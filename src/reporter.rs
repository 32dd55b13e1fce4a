use crate::batch_logger::BatchLogger;
use crate::errors::ServerError;
use crate::report::Report;

use std::io::Write;
use std::sync::mpsc::{channel, RecvTimeoutError, Sender};
use std::sync::{Arc, Mutex, PoisonError};
use std::thread::{self, JoinHandle};
use std::time::Duration;

/// Periodically reads the logger metrics and writes them to the log.
pub struct MetricsReporter<W: Write + Send + 'static> {
    logger: Arc<BatchLogger<W>>,
    interval: Duration,

    /// Dropping the sender wakes the timer thread and stops it
    stop_tx: Mutex<Option<Sender<()>>>,

    /// Background timer thread
    thread: Mutex<Option<JoinHandle<()>>>,
}

impl<W: Write + Send + 'static> MetricsReporter<W> {
    /// Creates a stopped reporter emitting every `interval`.
    pub fn new(logger: Arc<BatchLogger<W>>, interval: Duration) -> Self {
        Self {
            logger,
            interval,
            stop_tx: Mutex::new(None),
            thread: Mutex::new(None),
        }
    }

    /// Starts the timer thread. Calling it again while running has no effect.
    pub fn start(&self) -> Result<(), ServerError> {
        let mut guard = self.thread.lock().unwrap_or_else(PoisonError::into_inner);

        if guard.is_some() {
            log::warn!("Metrics reporter already running");
            return Ok(());
        }

        let (tx, rx) = channel::<()>();
        let logger = self.logger.clone();
        let interval = self.interval;

        let handle = thread::Builder::new()
            .name("metrics-reporter".into())
            .spawn(move || loop {
                match rx.recv_timeout(interval) {
                    Err(RecvTimeoutError::Timeout) => {
                        emit(&logger);
                    }
                    Ok(()) | Err(RecvTimeoutError::Disconnected) => break,
                }
            })
            .map_err(|e| ServerError::ThreadError(e.to_string()))?;

        log::info!(
            "Metrics reporter started with interval: {}ms",
            interval.as_millis()
        );
        *self.stop_tx.lock().unwrap_or_else(PoisonError::into_inner) = Some(tx);
        *guard = Some(handle);
        Ok(())
    }

    /// Stops the timer thread and waits for it. No report is emitted.
    pub fn stop(&self) {
        if let Some(tx) = self
            .stop_tx
            .lock()
            .unwrap_or_else(PoisonError::into_inner)
            .take()
        {
            let _ = tx.send(());
        }

        let handle = self
            .thread
            .lock()
            .unwrap_or_else(PoisonError::into_inner)
            .take();
        if let Some(handle) = handle {
            if handle.join().is_err() {
                log::error!("Metrics reporter thread panicked");
            } else {
                log::debug!("Metrics reporter thread joined");
            }
        }
    }

    /// Emits one report right away, on the calling thread.
    pub fn report_now(&self) -> Report {
        emit(&self.logger)
    }
}

impl<W: Write + Send + 'static> Drop for MetricsReporter<W> {
    fn drop(&mut self) {
        self.stop();
    }
}

fn emit<W: Write + Send>(logger: &BatchLogger<W>) -> Report {
    let report = logger.get_report();
    log::info!("{}", report);
    report
}

#[cfg(test)]
mod tests {
    use super::*;
    use crate::screener::HashScreener;
    use std::time::Instant;

    fn logger() -> Arc<BatchLogger<Vec<u8>>> {
        Arc::new(BatchLogger::new(Vec::new(), Box::new(HashScreener::new()), 10))
    }

    #[test]
    fn test_periodic_report_resets_period_counters() {
        let logger = logger();
        logger.log_number(1);
        logger.log_number(1);

        let reporter = MetricsReporter::new(logger.clone(), Duration::from_millis(20));
        reporter.start().unwrap();
        reporter.start().unwrap();
        thread::sleep(Duration::from_millis(120));
        reporter.stop();

        // The timer already consumed the period counters.
        let report = logger.get_report();
        assert_eq!(report.uniques, 0);
        assert_eq!(report.duplicates, 0);
        assert_eq!(report.total_uniques, 1);
    }

    #[test]
    fn test_stop_is_prompt() {
        let reporter = MetricsReporter::new(logger(), Duration::from_secs(3600));
        reporter.start().unwrap();

        let start = Instant::now();
        reporter.stop();
        reporter.stop();
        assert!(start.elapsed() < Duration::from_secs(1));
    }

    #[test]
    fn test_report_now() {
        let logger = logger();
        let reporter = MetricsReporter::new(logger.clone(), Duration::from_secs(3600));
        logger.log_number(5);
        logger.log_number(6);
        logger.log_number(5);

        let report = reporter.report_now();
        assert_eq!(
            report,
            Report {
                duplicates: 1,
                uniques: 2,
                total_uniques: 2
            }
        );
        assert_eq!(reporter.report_now().uniques, 0);
    }
}
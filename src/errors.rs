use thiserror::Error;

/// Errors raised while constructing a [`UniqueScreener`](crate::screener::UniqueScreener).
#[derive(Error, Debug, Clone, PartialEq, Eq)]
pub enum ScreenerError {
    /// The configured inclusive upper bound of the record domain is negative
    /// (or larger than the screener can address).
    #[error("Invalid record domain: maximum value {0} is out of range")]
    InvalidDomain(i64),
}

/// Errors returned by the explicit, fallible side of the
/// [`BatchLogger`](crate::batch_logger::BatchLogger) API.
///
/// The regular logging path never surfaces these: `flush()` reports them
/// through the `log` facade and carries on.
#[derive(Error, Debug)]
pub enum LoggerError {
    /// The sink has already been released with `close()`.
    #[error("Log sink already closed")]
    Closed,

    /// Writing or flushing the sink failed.
    #[error("Log sink IO error: {0}")]
    Io(String),
}

/// Errors produced while loading or validating a
/// [`ServerConfig`](crate::config::ServerConfig).
#[derive(Error, Debug)]
pub enum ConfigError {
    /// The configuration file could not be read.
    #[error("Failed to read config file: {0}")]
    Io(String),

    /// The configuration file is not valid JSON or has unknown fields.
    #[error("Failed to parse config file: {0}")]
    Parse(String),

    /// A configuration value is outside its accepted range.
    #[error("Invalid config value: {0}")]
    Invalid(String),
}

/// Errors produced by the server subsystems (acceptor, consumer, wiring).
#[derive(Error, Debug)]
pub enum ServerError {
    /// The TCP listener failed to bind to the specified address/port.
    #[error("Failed to bind TCP listener: {0}")]
    BindError(String),

    /// The worker pool serving client connections could not be built.
    #[error("Failed to build worker pool: {0}")]
    PoolError(String),

    /// I/O error during communication with a specific client.
    #[error("Client IO error: {0}")]
    ClientIoError(String),

    /// A background thread could not be spawned or joined.
    #[error("Thread error: {0}")]
    ThreadError(String),

    /// The log sink could not be opened.
    #[error("Failed to open log sink: {0}")]
    SinkError(String),

    /// The deduplication screener rejected its configuration.
    #[error("Screener error: {0}")]
    Screener(#[from] ScreenerError),

    /// The server configuration is invalid.
    #[error("Config error: {0}")]
    Config(#[from] ConfigError),
}

/// High-level errors returned by the server and client binaries.
///
/// These errors are used at the application entry point for formatting
/// user-facing error messages and wrapping lower-level failures.
#[derive(Error, Debug)]
pub enum CliError {
    /// General wrapper around any textual failure.
    #[error("Cli failed with error: {0}")]
    GeneralError(String),
}

impl From<ServerError> for CliError {
    fn from(err: ServerError) -> Self {
        CliError::GeneralError(err.to_string())
    }
}

impl From<ConfigError> for CliError {
    fn from(err: ConfigError) -> Self {
        CliError::GeneralError(err.to_string())
    }
}

impl From<std::io::Error> for CliError {
    fn from(err: std::io::Error) -> Self {
        CliError::GeneralError(err.to_string())
    }
}
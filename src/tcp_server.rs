use crate::connection::ConnectionHandler;
use crate::consumer::RecordQueue;
use crate::defs::WAKEUP_CONNECT_TIMEOUT_MSEC;
use crate::errors::ServerError;
use crate::protocol::Record;
use crate::shutdown::{ParticipantId, ShutdownCoordinator, ShutdownParticipant};

use std::io;
use std::net::{IpAddr, Ipv4Addr, Ipv6Addr, SocketAddr, TcpListener, TcpStream};
use std::sync::atomic::{AtomicBool, Ordering};
use std::sync::{Arc, Condvar, Mutex, PoisonError};
use std::time::Duration;

/// Lifecycle of the accept loop.
#[derive(Clone, Copy, Debug, PartialEq, Eq)]
pub enum AcceptorState {
    /// Accepting connections.
    Listening,
    /// Listener closed; waiting for in-flight handlers to finish.
    Draining,
    /// Grace period over, acceptor done.
    Stopped,
}

/// What the accept loop did before it stopped.
#[derive(Clone, Copy, Debug, PartialEq, Eq)]
pub struct AcceptSummary {
    /// Connections handed to the worker pool.
    pub accepted: u64,
    /// Handlers still running when the grace period expired.
    pub stragglers: usize,
}

/// Accepts client connections and serves each one on a fixed-size worker pool.
///
/// Connections accepted while every worker is busy wait in the pool's
/// unbounded backlog, so the accept loop never blocks on submission.
pub struct ConnectionAcceptor {
    /// TCP listener socket
    listener: TcpListener,

    /// Worker pool running one [`ConnectionHandler`] per task
    pool: rayon::ThreadPool,

    queue: Arc<RecordQueue>,
    max_record: Record,
    coordinator: Arc<ShutdownCoordinator>,
    control: Arc<AcceptorControl>,
    participant_id: ParticipantId,
    in_flight: Arc<InFlight>,
    grace: Duration,
}

/// Shutdown-side handle on the acceptor.
struct AcceptorControl {
    stopping: AtomicBool,
    wake_addr: SocketAddr,
    state: Mutex<AcceptorState>,
}

impl AcceptorControl {
    fn is_stopping(&self) -> bool {
        self.stopping.load(Ordering::SeqCst)
    }

    fn set_state(&self, next: AcceptorState) {
        let mut state = self.state.lock().unwrap_or_else(PoisonError::into_inner);
        log::info!("Acceptor state {:?} -> {:?}", *state, next);
        *state = next;
    }
}

impl ShutdownParticipant for AcceptorControl {
    /// Flags the loop and wakes a blocked `accept()` with a throwaway
    /// loopback connection. The loop drops that connection and the listener.
    fn on_terminate(&self) {
        if self.stopping.swap(true, Ordering::SeqCst) {
            return;
        }
        log::info!("Stopping connection acceptor");
        let timeout = Duration::from_millis(WAKEUP_CONNECT_TIMEOUT_MSEC);
        if let Err(e) = TcpStream::connect_timeout(&self.wake_addr, timeout) {
            log::debug!("Acceptor wake-up connection failed: {}", e);
        }
    }

    fn name(&self) -> String {
        "connection acceptor".to_string()
    }
}

/// Counts handlers that have been submitted and not yet finished.
#[derive(Default)]
struct InFlight {
    count: Mutex<usize>,
    idle: Condvar,
}

struct InFlightGuard(Arc<InFlight>);

impl InFlight {
    fn enter(self: &Arc<Self>) -> InFlightGuard {
        *self.count.lock().unwrap_or_else(PoisonError::into_inner) += 1;
        InFlightGuard(self.clone())
    }

    fn current(&self) -> usize {
        *self.count.lock().unwrap_or_else(PoisonError::into_inner)
    }

    /// Waits up to `timeout` for the count to reach zero; returns what is left.
    fn wait_idle(&self, timeout: Duration) -> usize {
        let count = self.count.lock().unwrap_or_else(PoisonError::into_inner);
        let (count, _) = self
            .idle
            .wait_timeout_while(count, timeout, |count| *count > 0)
            .unwrap_or_else(PoisonError::into_inner);
        *count
    }
}

impl Drop for InFlightGuard {
    fn drop(&mut self) {
        let mut count = self.0.count.lock().unwrap_or_else(PoisonError::into_inner);
        *count = count.saturating_sub(1);
        if *count == 0 {
            self.0.idle.notify_all();
        }
    }
}

impl ConnectionAcceptor {
    /// Binds the listener and builds a pool of `workers` threads.
    ///
    /// The acceptor registers itself with `coordinator` so the shutdown
    /// broadcast can stop the accept loop. Every connection rejects records
    /// above `max_record`.
    ///
    /// # Errors
    /// * [`ServerError::BindError`] if the address is unavailable.
    /// * [`ServerError::PoolError`] if the worker threads cannot be created.
    pub fn bind(
        addr: &str,
        workers: usize,
        grace: Duration,
        queue: Arc<RecordQueue>,
        max_record: Record,
        coordinator: Arc<ShutdownCoordinator>,
    ) -> Result<Self, ServerError> {
        log::info!("Binding TCP server to address: {}", addr);
        let listener =
            TcpListener::bind(addr).map_err(|e| ServerError::BindError(e.to_string()))?;
        let local_addr = listener
            .local_addr()
            .map_err(|e| ServerError::BindError(e.to_string()))?;
        log::info!("TCP server successfully bound to: {}", local_addr);

        let pool = rayon::ThreadPoolBuilder::new()
            .num_threads(workers)
            .thread_name(|i| format!("connection-worker-{}", i))
            .panic_handler(|_| log::error!("Connection handler panicked"))
            .build()
            .map_err(|e| ServerError::PoolError(e.to_string()))?;
        log::info!("Worker pool ready with {} threads", workers);

        let control = Arc::new(AcceptorControl {
            stopping: AtomicBool::new(false),
            wake_addr: wake_addr(local_addr),
            state: Mutex::new(AcceptorState::Listening),
        });
        let participant_id = coordinator.register(control.clone());

        Ok(Self {
            listener,
            pool,
            queue,
            max_record,
            coordinator,
            control,
            participant_id,
            in_flight: Arc::new(InFlight::default()),
            grace,
        })
    }

    /// Address the listener is bound to.
    pub fn local_addr(&self) -> io::Result<SocketAddr> {
        self.listener.local_addr()
    }

    /// Current lifecycle state.
    pub fn state(&self) -> AcceptorState {
        *self
            .control
            .state
            .lock()
            .unwrap_or_else(PoisonError::into_inner)
    }

    /// Runs the accept loop until the shutdown broadcast arrives or the
    /// listener fails, then closes the listener and gives in-flight handlers
    /// the grace period to finish.
    ///
    /// An unrecoverable accept error also requests a server-wide stop, so
    /// both exits lead through the same shutdown path.
    pub fn listen_for_clients(self) -> AcceptSummary {
        log::info!("TCP server starting main loop");
        let mut accepted = 0u64;

        loop {
            match self.listener.accept() {
                Ok((stream, addr)) => {
                    if self.control.is_stopping() {
                        log::debug!("Dropping connection from {} during shutdown", addr);
                        break;
                    }
                    log::info!("New TCP connection from: {}", addr);
                    if self.dispatch(stream) {
                        accepted += 1;
                    }
                }
                Err(e) => {
                    if !self.keep_accepting_after(&e) {
                        break;
                    }
                }
            }
        }

        self.drain(accepted)
    }

    /// Decides whether the loop survives an accept error. An unrecoverable
    /// error requests a server-wide stop before the loop exits.
    fn keep_accepting_after(&self, e: &io::Error) -> bool {
        if self.control.is_stopping() {
            return false;
        }
        if is_transient(e) {
            log::warn!("Transient accept error: {}", e);
            return true;
        }
        log::error!("Failed to accept TCP connection: {}", e);
        self.coordinator.signal_stop();
        false
    }

    /// Hands a connection to the pool. On failure the stream is dropped,
    /// which closes it without touching any other connection.
    fn dispatch(&self, stream: TcpStream) -> bool {
        let handler =
            match ConnectionHandler::new(
                stream,
                self.queue.clone(),
                self.max_record,
                self.coordinator.clone(),
            ) {
                Ok(handler) => handler,
                Err(e) => {
                    log::warn!("Rejecting connection: {}", e);
                    return false;
                }
            };

        let guard = self.in_flight.enter();
        log::debug!(
            "Submitting handler for {} ({} in flight)",
            handler.peer_addr(),
            self.in_flight.current()
        );
        self.pool.spawn(move || {
            let _guard = guard;
            handler.run();
        });
        true
    }

    fn drain(self, accepted: u64) -> AcceptSummary {
        let ConnectionAcceptor {
            listener,
            pool,
            coordinator,
            control,
            participant_id,
            in_flight,
            grace,
            ..
        } = self;

        drop(listener);
        control.set_state(AcceptorState::Draining);

        let stragglers = in_flight.wait_idle(grace);
        if stragglers > 0 {
            log::warn!(
                "{} connection handlers still running after {:?}, proceeding without them",
                stragglers,
                grace
            );
        }

        // Dropping the pool does not wait for stragglers.
        drop(pool);
        control.set_state(AcceptorState::Stopped);
        coordinator.unregister(participant_id);
        log::info!("Connection acceptor stopped after {} connections", accepted);

        AcceptSummary {
            accepted,
            stragglers,
        }
    }
}

/// Loopback address that reaches a listener bound to `local`.
fn wake_addr(local: SocketAddr) -> SocketAddr {
    let ip = match local.ip() {
        IpAddr::V4(ip) if ip.is_unspecified() => IpAddr::V4(Ipv4Addr::LOCALHOST),
        IpAddr::V6(ip) if ip.is_unspecified() => IpAddr::V6(Ipv6Addr::LOCALHOST),
        ip => ip,
    };
    SocketAddr::new(ip, local.port())
}

fn is_transient(e: &io::Error) -> bool {
    matches!(
        e.kind(),
        io::ErrorKind::ConnectionAborted
            | io::ErrorKind::ConnectionReset
            | io::ErrorKind::Interrupted
            | io::ErrorKind::WouldBlock
    )
}
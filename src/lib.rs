//! # Number Logger Server
//!
//! This crate implements a concurrent ingestion server that receives 9-digit
//! numbers from many TCP clients, discards the ones it has already seen and
//! writes the unique ones to a log file in batches.
//! It reports throughput periodically and supports a graceful, server-wide
//! shutdown triggered by any client.
//!
//! ## Features
//!
//! - Fixed-size worker pool serving client connections, with an unbounded backlog.
//! - Lock-free shared queue between connection handlers and a single consumer.
//! - Exact deduplication over `[0, 999_999_999]` in a fixed ~119 MB bitset.
//! - Batched log writes with a configurable flush threshold.
//! - Periodic metric reports (uniques, duplicates, lifetime total).
//! - Shutdown broadcast that reaches the listener, every connection and the consumer.
//!
//! ## Architecture Overview
//!
//! The crate is organized into several modules:
//!
//! - [`protocol`](crate::protocol): Line classification and record formatting.
//! - [`screener`](crate::screener): "Seen before?" strategies (bitset, hash set).
//! - [`batch_logger`](crate::batch_logger): Screens, buffers and flushes unique records.
//! - [`report`](crate::report): Metric snapshot returned by the logger.
//! - [`shutdown`](crate::shutdown): Participant registry and stop broadcast.
//! - [`connection`](crate::connection): Reads one client connection.
//! - [`tcp_server`](crate::tcp_server): Accept loop and worker pool.
//! - [`consumer`](crate::consumer): Drains the shared queue into the logger.
//! - [`reporter`](crate::reporter): Periodic metric output.
//! - [`number_server`](crate::number_server): Wires everything together.
//! - [`config`](crate::config): Runtime configuration.
//! - [`scenario`](crate::scenario): Client traffic scenarios.
//! - [`defs`](crate::defs): Shared constants and defaults.
//! - [`errors`](crate::errors): Error types used across modules.
//!
//! ## TCP Protocol
//!
//! Clients send newline-terminated lines:
//!
//! - `NNNNNNNNN` (exactly nine digits)
//!   A record. Queued for deduplication and logging.
//!
//! - `terminate` (any case)
//!   Disconnects every client, flushes the log and stops the server.
//!
//! - Anything else closes the connection. The server never replies.
//!
//! ## Shutdown
//!
//! A `terminate` line wakes the [`ShutdownCoordinator`](crate::shutdown::ShutdownCoordinator),
//! which in turn:
//!
//! 1. stops the record consumer (records still queued are dropped, the
//!    current batch is flushed and the log closed);
//! 2. closes the listener, leaving in-flight handlers a grace period;
//! 3. closes every open client connection.
//!
//! ## Example: Running the Server
//!
//! ```no_run
//! use number_logger::config::ServerConfig;
//! use number_logger::number_server::NumberServer;
//!
//! fn main() -> Result<(), Box<dyn std::error::Error>> {
//!     let server = NumberServer::new(ServerConfig::default())?;
//!
//!     // Blocks until a client sends `terminate`
//!     let summary = server.run()?;
//!     println!("{}", summary.final_report);
//!     Ok(())
//! }
//! ```

#![warn(missing_docs)]
#![deny(unreachable_pub)]

pub mod batch_logger;
pub mod config;
pub mod connection;
pub mod consumer;
pub mod defs;
pub mod errors;
pub mod number_server;
pub mod protocol;
pub mod report;
pub mod reporter;
pub mod scenario;
pub mod screener;
pub mod shutdown;
pub mod tcp_server;
//! Client-side traffic scenarios used by the `number_client` binary and the
//! end-to-end tests.

use crate::defs::{LINE_TERMINATOR, MAX_DOMAIN_VALUE, TERMINATE_COMMAND};
use crate::protocol::append_formatted;

use rand::Rng;
use std::io::{self, Write};
use std::net::{SocketAddr, TcpStream};
use std::thread;
use std::time::{Duration, Instant};

/// Records per batch written by the endurance scenarios.
pub const ENDURANCE_BATCH_LEN: usize = 400_000;

/// Totals a scenario expects the server to report on a fresh start.
#[derive(Clone, Copy, Debug, PartialEq, Eq)]
pub struct Expected {
    /// Unique records.
    pub uniques: u64,
    /// Duplicate records.
    pub duplicates: u64,
}

/// Parameters of an endurance run.
#[derive(Clone, Debug)]
pub struct EnduranceOptions {
    /// Number of concurrent producer connections.
    pub producers: usize,
    /// Records sent by each producer.
    pub per_producer: u32,
    /// First value of the first producer; producers cover disjoint ranges.
    pub start: u32,
    /// Send random values instead of sequential ones.
    pub random: bool,
    /// Records per batch.
    pub batch_len: usize,
    /// Minimum time between two batches of one producer.
    pub pace: Duration,
    /// Send `terminate` after this delay once all producers are done.
    pub terminate_after: Option<Duration>,
}

impl Default for EnduranceOptions {
    fn default() -> Self {
        Self {
            producers: 5,
            per_producer: 4_000_000,
            start: 0,
            random: false,
            batch_len: ENDURANCE_BATCH_LEN,
            pace: Duration::from_secs(1),
            terminate_after: Some(Duration::from_secs(20)),
        }
    }
}

/// Timing of one producer.
#[derive(Clone, Copy, Debug)]
pub struct ProducerStats {
    /// Batches written.
    pub batches: usize,
    /// Wall time spent by the producer.
    pub elapsed: Duration,
    /// Time spent inside `write_all`.
    pub write_time: Duration,
}

fn send_lines(stream: &mut TcpStream, lines: &[&str]) -> io::Result<()> {
    for line in lines {
        stream.write_all(line.as_bytes())?;
        stream.write_all(LINE_TERMINATOR.as_bytes())?;
    }
    stream.flush()
}

/// Opens a connection, sends `terminate` and closes it.
pub fn send_terminate(addr: SocketAddr) -> io::Result<()> {
    let mut stream = TcpStream::connect(addr)?;
    send_lines(&mut stream, &[TERMINATE_COMMAND])
}

/// Scripted mix of uniques, duplicates, invalid lines and a final
/// `terminate` with six simultaneous connections.
///
/// `pause` separates the phases; the server needs it to drain each phase
/// before the next one starts. Against a fresh server with the default five
/// workers the run ends with 11 uniques and 4 duplicates: the sixth
/// connection never gets a worker and the line sent after `terminate` is
/// never read.
pub fn run_basic(addr: SocketAddr, pause: Duration) -> io::Result<Expected> {
    let half = pause / 2;

    log::info!("Sending 5 uniques and 1 invalid input");
    let mut client = TcpStream::connect(addr)?;
    send_lines(
        &mut client,
        &[
            "000000000",
            "111111111",
            "222222222",
            "333333333",
            "444444444",
            "abc1",
        ],
    )?;
    thread::sleep(half);
    drop(client);
    thread::sleep(pause);

    log::info!("Sending 2 uniques, 3 duplicates, and 1 invalid input");
    let mut client = TcpStream::connect(addr)?;
    send_lines(
        &mut client,
        &[
            "000000000",
            "555555555",
            "222222222",
            "666666666",
            "444444444",
            "77777777",
        ],
    )?;
    thread::sleep(half);
    drop(client);
    thread::sleep(pause);

    log::info!("Simulating invalid input on a short-lived connection");
    let mut client = TcpStream::connect(addr)?;
    // The server hangs up after the first line; later writes may fail.
    for _ in 0..3 {
        if send_lines(&mut client, &["123"]).is_err() {
            break;
        }
        thread::sleep(pause / 10);
    }
    drop(client);
    thread::sleep(pause);

    log::info!("Opening 6 sockets, sending 4 uniques, 1 duplicate, terminate, and 2 ignored inputs");
    let mut clients = (0..6)
        .map(|_| TcpStream::connect(addr))
        .collect::<io::Result<Vec<_>>>()?;
    let values = [
        "123456789",
        "987654321",
        "123451234",
        "000000000",
        "543215432",
        // Sixth connection waits for a worker that never frees up.
        "888888888",
    ];
    for (client, value) in clients.iter_mut().zip(values) {
        send_lines(client, &[value])?;
    }
    thread::sleep(pause);

    send_lines(&mut clients[0], &[TERMINATE_COMMAND])?;
    // Read by nobody: the connection stops after `terminate`.
    let _ = send_lines(&mut clients[0], &["005550055"]);
    thread::sleep(pause);

    Ok(Expected {
        uniques: 11,
        duplicates: 4,
    })
}

/// Builds newline-separated batches of `batch_len` records covering
/// `[start, end)`, or random values in `[1, MAX]` when `random` is set.
pub fn build_batches(start: u32, end: u32, random: bool, batch_len: usize) -> Vec<String> {
    let batch_len = batch_len.max(1);
    let mut rng = rand::thread_rng();
    let mut batches = Vec::new();
    let mut buf = String::new();
    let mut in_batch = 0;

    for i in start..end {
        let value = if random {
            rng.gen_range(1..=MAX_DOMAIN_VALUE as u32)
        } else {
            i
        };
        append_formatted(&mut buf, value);
        in_batch += 1;

        if in_batch == batch_len {
            batches.push(std::mem::take(&mut buf));
            in_batch = 0;
        }
    }
    if !buf.is_empty() {
        batches.push(buf);
    }
    batches
}

/// Writes every batch on `stream`, keeping at least `pace` between the starts
/// of two consecutive batches.
pub fn send_batches(
    stream: &mut TcpStream,
    batches: &[String],
    pace: Duration,
) -> io::Result<ProducerStats> {
    let started = Instant::now();
    let mut write_time = Duration::ZERO;

    for batch in batches {
        let write_start = Instant::now();
        stream.write_all(batch.as_bytes())?;
        stream.flush()?;
        let spent = write_start.elapsed();
        write_time += spent;

        if let Some(rest) = pace.checked_sub(spent) {
            thread::sleep(rest);
        }
    }

    Ok(ProducerStats {
        batches: batches.len(),
        elapsed: started.elapsed(),
        write_time,
    })
}

/// Runs `producers` concurrent connections over disjoint value ranges, then
/// optionally sends `terminate`.
///
/// With sequential values the server ends up with
/// `producers * per_producer` uniques and no duplicates.
pub fn run_endurance(addr: SocketAddr, options: &EnduranceOptions) -> io::Result<Vec<ProducerStats>> {
    let handles: Vec<_> = (0..options.producers)
        .map(|id| {
            let options = options.clone();
            thread::spawn(move || -> io::Result<ProducerStats> {
                let start = options.start + id as u32 * options.per_producer;
                let end = start + options.per_producer;
                log::info!("Producer {} is building values [{}, {})", id + 1, start, end);
                let batches = build_batches(start, end, options.random, options.batch_len);

                let mut stream = TcpStream::connect(addr)?;
                let stats = send_batches(&mut stream, &batches, options.pace)?;
                log::info!(
                    "Producer {} sent {} batches in {:?}, write time: {:?}",
                    id + 1,
                    stats.batches,
                    stats.elapsed,
                    stats.write_time
                );
                Ok(stats)
            })
        })
        .collect();

    let mut stats = Vec::with_capacity(handles.len());
    for handle in handles {
        let result = handle
            .join()
            .map_err(|_| io::Error::new(io::ErrorKind::Other, "producer thread panicked"))?;
        stats.push(result?);
    }

    if let Some(delay) = options.terminate_after {
        log::info!("Producers are finished, sending terminate in {:?}", delay);
        thread::sleep(delay);
        send_terminate(addr)?;
    }
    Ok(stats)
}

#[cfg(test)]
mod tests {
    use super::*;

    #[test]
    fn test_build_sequential_batches() {
        let batches = build_batches(10, 15, false, 2);
        assert_eq!(batches.len(), 3);
        assert_eq!(
            batches[0],
            format!("000000010{0}000000011{0}", LINE_TERMINATOR)
        );
        assert_eq!(batches[2], format!("000000014{}", LINE_TERMINATOR));
    }

    #[test]
    fn test_build_random_batches_stay_in_domain() {
        let batches = build_batches(0, 100, true, 1_000);
        assert_eq!(batches.len(), 1);
        let lines: Vec<_> = batches[0].lines().collect();
        assert_eq!(lines.len(), 100);
        for line in lines {
            assert_eq!(line.len(), 9);
            let v: u32 = line.parse().unwrap();
            assert!((1..=999_999_999).contains(&v));
        }
    }

    #[test]
    fn test_empty_range_builds_nothing() {
        assert!(build_batches(5, 5, false, 10).is_empty());
    }
}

================

## Your assignment
Taking the entries from their first line through the line with "let interval = self.interval;", inclusive, restate each line word for word and give nothing else.

## Response to this exercise
filename src/reporter.rs
repository 32dd55b13e1fce4a
use crate::batch_logger::BatchLogger;
use crate::errors::ServerError;
use crate::report::Report;

use std::io::Write;
use std::sync::mpsc::{channel, RecvTimeoutError, Sender};
use std::sync::{Arc, Mutex, PoisonError};
use std::thread::{self, JoinHandle};
use std::time::Duration;

/// Periodically reads the logger metrics and writes them to the log.
pub struct MetricsReporter<W: Write + Send + 'static> {
    logger: Arc<BatchLogger<W>>,
    interval: Duration,

    /// Dropping the sender wakes the timer thread and stops it
    stop_tx: Mutex<Option<Sender<()>>>,

    /// Background timer thread
    thread: Mutex<Option<JoinHandle<()>>>,
}

impl<W: Write + Send + 'static> MetricsReporter<W> {
    /// Creates a stopped reporter emitting every `interval`.
    pub fn new(logger: Arc<BatchLogger<W>>, interval: Duration) -> Self {
        Self {
            logger,
            interval,
            stop_tx: Mutex::new(None),
            thread: Mutex::new(None),
        }
    }

    /// Starts the timer thread. Calling it again while running has no effect.
    pub fn start(&self) -> Result<(), ServerError> {
        let mut guard = self.thread.lock().unwrap_or_else(PoisonError::into_inner);

        if guard.is_some() {
            log::warn!("Metrics reporter already running");
            return Ok(());
        }

        let (tx, rx) = channel::<()>();
        let logger = self.logger.clone();
        let interval = self.interval;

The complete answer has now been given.